Premier of Nevis, Mark Brantley, announced at his June 19, 2024, Press Conference that the Cabinet approved a salary increase for Parliamentarians in the Nevis Island Assembly.

“On the 8th of May 2024, the cabinet took the decision to increase the salaries of NIA parliamentarians by 15 per cent. That is the same increase that had been given to our public servants in Nevis, and that will be effective June 1, 2024. This will maintain the position of parliamentarians vis-a-vis the public service in Nevis, but unlike public servants in Nevis, this increase will not be retroactive. So, the increase of parliamentarians will commence on the 1st of June and will go forward. It will not be retroactive in terms of that increase. For the avoidance of doubt, the 15 per cent increase in emoluments to the NIA parliamentarians will apply to the president of the Nevis Island Assembly and all members of the government and opposition benches effective June 1, 2024.”

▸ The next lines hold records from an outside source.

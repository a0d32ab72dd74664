pub mod controller;
pub mod telemetry;
//! Per-tick control law: attitude → rate cascade, heading hold and
//! altitude hold, assembled into the four axis commands for the mixer.

use shared_definitions::controller::{FlightMode, HoldSwitches, PilotCommand};
use shared_definitions::telemetry::HoldStatusWord;

use super::holds::{AltitudeHold, HeadingHold, HoldEdge};
use super::pid::{is_valid_iteration_time, PidState};
use crate::config::{ControlConfig, LoopId};
use crate::telemetry::{AltitudeHoldSample, TelemetrySink};
use crate::util::math::vectors::{RotationVector2D, RotationVector3D};

/// Everything the control law consumes on one tick.
#[derive(Debug, Default, Clone, Copy)]
pub struct FlightControlLawsInput {
    pub flight_mode: FlightMode,
    pub pilot: PilotCommand,
    /// Attitude command used in modes above `Attitude`.
    pub autopilot_attitude: RotationVector2D,
    /// Estimated roll/pitch, radians, estimator frame.
    pub measured_rotation: RotationVector2D,
    /// Gyro rates, radians per second, sensor frame.
    pub measured_rotation_rate: RotationVector3D,
    /// Magnetic heading, radians.
    pub heading: f32,
    pub height: f32,
    pub height_rate: f32,
    pub holds: HoldSwitches,
    pub hold_integrators: bool,
}

/// Axis commands handed to the mixer.
#[derive(Debug, Default, Clone, Copy, PartialEq)]
pub struct AxisCommands {
    pub roll: f32,
    pub pitch: f32,
    pub yaw: f32,
    pub throttle: f32,
}

/// The eight loop states, each touched only through its own `LoopId`.
#[derive(Debug, Default, Clone)]
pub struct PidBank {
    states: [PidState; LoopId::COUNT],
    pending_resets: [bool; LoopId::COUNT],
}

impl PidBank {
    pub fn get(&self, loop_id: LoopId) -> &PidState {
        &self.states[loop_id.index()]
    }

    pub fn update(
        &mut self,
        loop_id: LoopId,
        setpoint: f32,
        measurement: f32,
        iteration_time: f32,
        hold_integral: bool,
        config: &ControlConfig,
    ) -> f32 {
        let index = loop_id.index();
        if self.pending_resets[index] && is_valid_iteration_time(iteration_time) {
            self.pending_resets[index] = false;
            self.states[index].reset_state();
        }
        self.states[index].update(
            setpoint,
            measurement,
            iteration_time,
            hold_integral,
            config.pid(loop_id),
        )
    }

    /// Resets one loop. On a tick whose `iteration_time` cannot be used the
    /// reset waits for the next usable tick, so the loop keeps holding its
    /// previous output in the meantime.
    pub fn reset_state(&mut self, loop_id: LoopId, iteration_time: f32) {
        let index = loop_id.index();
        if is_valid_iteration_time(iteration_time) {
            self.pending_resets[index] = false;
            self.states[index].reset_state();
        } else {
            self.pending_resets[index] = true;
        }
    }

    pub fn reset_integrals(&mut self) {
        self.states.iter_mut().for_each(PidState::reset_integral);
    }

    pub fn reset_states(&mut self) {
        self.states.iter_mut().for_each(PidState::reset_state);
        self.pending_resets = [false; LoopId::COUNT];
    }
}

#[derive(Debug, Default, Clone)]
pub struct FlightControlLaws {
    pids: PidBank,
    attitude_command: RotationVector2D,
    attitude_output: RotationVector2D,
    rate_command: RotationVector3D,
    height_rate_setpoint: f32,
    heading_hold: HeadingHold,
    altitude_hold: AltitudeHold,
}

impl FlightControlLaws {
    pub fn new() -> Self {
        Self::default()
    }

    /// Runs one control tick.
    ///
    /// `iteration_time` is the time since the previous tick in seconds. If
    /// it is not positive every loop holds its previous output; engagement
    /// edges are still tracked and their loop resets run on the next tick
    /// with a usable `iteration_time`.
    pub fn get_next_output(
        &mut self,
        input: &FlightControlLawsInput,
        config: &ControlConfig,
        iteration_time: f32,
        telemetry: &mut impl TelemetrySink,
    ) -> AxisCommands {
        let hold = input.hold_integrators;
        let dt = iteration_time;

        // Attitude command
        match input.flight_mode {
            FlightMode::Rate => {}
            FlightMode::Attitude => {
                self.attitude_command = RotationVector2D {
                    roll: input.pilot.roll,
                    pitch: input.pilot.pitch,
                } * config.attitude_scaling;
            }
            FlightMode::Navigation => self.attitude_command = input.autopilot_attitude,
        }

        // Attitude loop
        if input.flight_mode.uses_attitude_loop() {
            let measured = input.measured_rotation.to_control_frame();
            self.attitude_output = RotationVector2D {
                roll: self.pids.update(
                    LoopId::RollAttitude,
                    self.attitude_command.roll,
                    measured.roll,
                    dt,
                    hold,
                    config,
                ),
                pitch: self.pids.update(
                    LoopId::PitchAttitude,
                    self.attitude_command.pitch,
                    measured.pitch,
                    dt,
                    hold,
                    config,
                ),
            };
        }

        // Roll/pitch rate command
        let planar_rate_command = match input.flight_mode {
            FlightMode::Rate => {
                RotationVector2D {
                    roll: input.pilot.roll,
                    pitch: input.pilot.pitch,
                } * config.rate_scaling
            }
            _ => self.attitude_output,
        };
        self.rate_command.roll = planar_rate_command.roll;
        self.rate_command.pitch = planar_rate_command.pitch;

        self.rate_command.yaw = self.heading_hold_yaw_rate(input, config, dt);

        // Rate loop
        let measured_rate = RotationVector2D::from(&input.measured_rotation_rate).to_control_frame();
        let roll = self.pids.update(
            LoopId::RollRate,
            self.rate_command.roll,
            measured_rate.roll,
            dt,
            hold,
            config,
        );
        let pitch = self.pids.update(
            LoopId::PitchRate,
            self.rate_command.pitch,
            measured_rate.pitch,
            dt,
            hold,
            config,
        );
        let yaw = self.pids.update(
            LoopId::YawRate,
            self.rate_command.yaw,
            input.measured_rotation_rate.yaw,
            dt,
            hold,
            config,
        );

        let throttle = self.altitude_hold_throttle(input, config, dt, telemetry);

        AxisCommands {
            roll,
            pitch,
            yaw,
            throttle,
        }
    }

    fn heading_hold_yaw_rate(&mut self, input: &FlightControlLawsInput, config: &ControlConfig, dt: f32) -> f32 {
        if self.heading_hold.update_engagement(input.holds.heading_hold()) != HoldEdge::None {
            self.pids.reset_state(LoopId::Heading, dt);
            self.pids.reset_state(LoopId::YawRate, dt);
        }
        self.heading_hold.track(input.heading);
        if self.heading_hold.reference().is_none() {
            self.heading_hold.capture_reference(input.heading);
        }

        if self.heading_hold.is_engaged() {
            let (setpoint, measurement) = self.heading_hold.loop_setpoint(input.heading);
            self.pids.update(
                LoopId::Heading,
                setpoint,
                measurement,
                dt,
                input.hold_integrators,
                config,
            )
        } else {
            self.heading_hold.capture_reference(input.heading);
            input.pilot.yaw * config.rate_scaling
        }
    }

    fn altitude_hold_throttle(
        &mut self,
        input: &FlightControlLawsInput,
        config: &ControlConfig,
        dt: f32,
        telemetry: &mut impl TelemetrySink,
    ) -> f32 {
        let edge = self.altitude_hold.update_engagement(input.holds.altitude_hold());
        if !self.altitude_hold.is_engaged() {
            return input.pilot.throttle;
        }

        if edge == HoldEdge::Engaged {
            self.pids.reset_state(LoopId::AltitudePosition, dt);
            self.pids.reset_state(LoopId::AltitudeVelocity, dt);
            self.altitude_hold.engage(input.height, input.pilot.throttle);
            // Nothing to hold yet, the throttle was on the stick until now.
            if !is_valid_iteration_time(dt) {
                return self.altitude_hold.reference_throttle();
            }
        }

        let height_offset = self.altitude_hold.height_offset(
            input.pilot.throttle,
            input.holds.altitude_velocity_mode(),
            config,
        );
        let height_setpoint = self.altitude_hold.height_setpoint(height_offset);

        self.height_rate_setpoint = self.pids.update(
            LoopId::AltitudePosition,
            height_setpoint,
            input.height,
            dt,
            input.hold_integrators,
            config,
        );
        let throttle = self.altitude_hold.reference_throttle()
            + self.pids.update(
                LoopId::AltitudeVelocity,
                self.height_rate_setpoint,
                input.height_rate,
                dt,
                input.hold_integrators,
                config,
            );

        if self.altitude_hold.telemetry_due(config.telemetry_decimation) {
            telemetry.push_altitude_hold(&AltitudeHoldSample {
                height: input.height,
                height_rate: input.height_rate,
                height_setpoint,
                height_rate_setpoint: self.height_rate_setpoint,
                throttle,
                status: HoldStatusWord::from_state(input.flight_mode, input.holds),
            });
        }

        throttle
    }

    /// Keeps the laws ready to take over while the motors are off: every
    /// loop zeroed, both holds disengaged and the heading reference following
    /// the aircraft. A hold switch that is already on when the motors start
    /// then engages on the first live tick.
    pub fn standby(&mut self, input: &FlightControlLawsInput) {
        self.zero_states();
        self.attitude_output = RotationVector2D::default();
        self.rate_command = RotationVector3D::default();
        self.height_rate_setpoint = 0.0;
        self.heading_hold = HeadingHold::new();
        self.heading_hold.track(input.heading);
        self.heading_hold.capture_reference(input.heading);
        self.altitude_hold = AltitudeHold::new();
    }

    /// Zeroes every integrator.
    pub fn zero_integrators(&mut self) {
        self.pids.reset_integrals();
    }

    /// Zeroes every loop state.
    pub fn zero_states(&mut self) {
        self.pids.reset_states();
    }

    pub fn loop_state(&self, loop_id: LoopId) -> &PidState {
        self.pids.get(loop_id)
    }

    pub fn attitude_command(&self) -> RotationVector2D {
        self.attitude_command
    }

    pub fn rate_command(&self) -> RotationVector3D {
        self.rate_command
    }

    /// Last height-rate setpoint produced by the altitude position loop.
    pub fn height_rate_setpoint(&self) -> f32 {
        self.height_rate_setpoint
    }

    pub fn heading_hold(&self) -> &HeadingHold {
        &self.heading_hold
    }

    pub fn altitude_hold(&self) -> &AltitudeHold {
        &self.altitude_hold
    }
}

A Resolution was passed in the National Assembly in February 2024 to increase salaries for members of the Federal House, which did not apply to parliamentarians in the Nevis Island Assembly. Brantley said in the past, it was the norm for an increase to be reflected in Nevis Island Assembly as well. He advised that a 15 % salary increase was applied to Public Servants in Nevis.

“On or around the 22nd of February 2024, a resolution in the National Assembly increased salaries for federal parliamentarians. This increase did not extend to the members of the Nevis Island Assembly. In public statements by me reported in the media on April 2, 2024, I stated that the increases did not apply to Nevis and that the cabinet of the NIA will have to consider the matter in relation to Nevis. In the past and as recently as the period 2022 to 2024, public servants in Nevis benefited from a 15 per cent increase in salary, paid in chances of 5 per cent, with the first chance being retroactive to January 2022. Parliamentarians in Nevis did not benefit from that increase. The cabinet of the NIA has been advised that in the past, salary increases for parliamentarians in the Nevis Island Assembly mirrored those in the federal parliament to maintain parity between the NIA and federal parliamentarians. Alternatively, salary increases to NIA parliamentarians sometimes mirrored increases to the public service in Nevis.”

According to Premier Brantley, after the 15% salary increase for Public Servants, some Permanent Secretaries were being paid higher salaries than their Ministers, which was a concern.

“One of the concerns that had been expressed is that with the recent increases to public servants, there are, in fact, some prominent secretaries that were being paid at a higher rate than their minister. And we wanted to adjust that. And we wanted to, of course, maintain the parity because it seemed to us a little anomalous that a prominent secretary who is instructed by his or her minister would actually be paid at a higher rate than his or her minister. And so at the end, we decided that adopting the position where we would maintain the parity between public servants and those in parliament, that that was the best [approach].”

The announcement of salary increases specifically for Premier Brantley and Deputy Premier Eric Evelyn has not been accepted by a fraction of the Nevision Public, arguing that they recently received an increase in salary as sitting Ministers within the Federal Parliament.

Some took to social media, expressing that the Ministers do not deserve a salary increase,  they are greedy and are getting more money to spend while the poor continue to struggle. Others expressed that they are looking forward to elections to vote out the Brantley-led Concerned Citizens Movement Administration.

At his April 02 engagement with the press, Brantley disclosed his view that the salary increase for parliamentarians would garner a negative reaction from the public.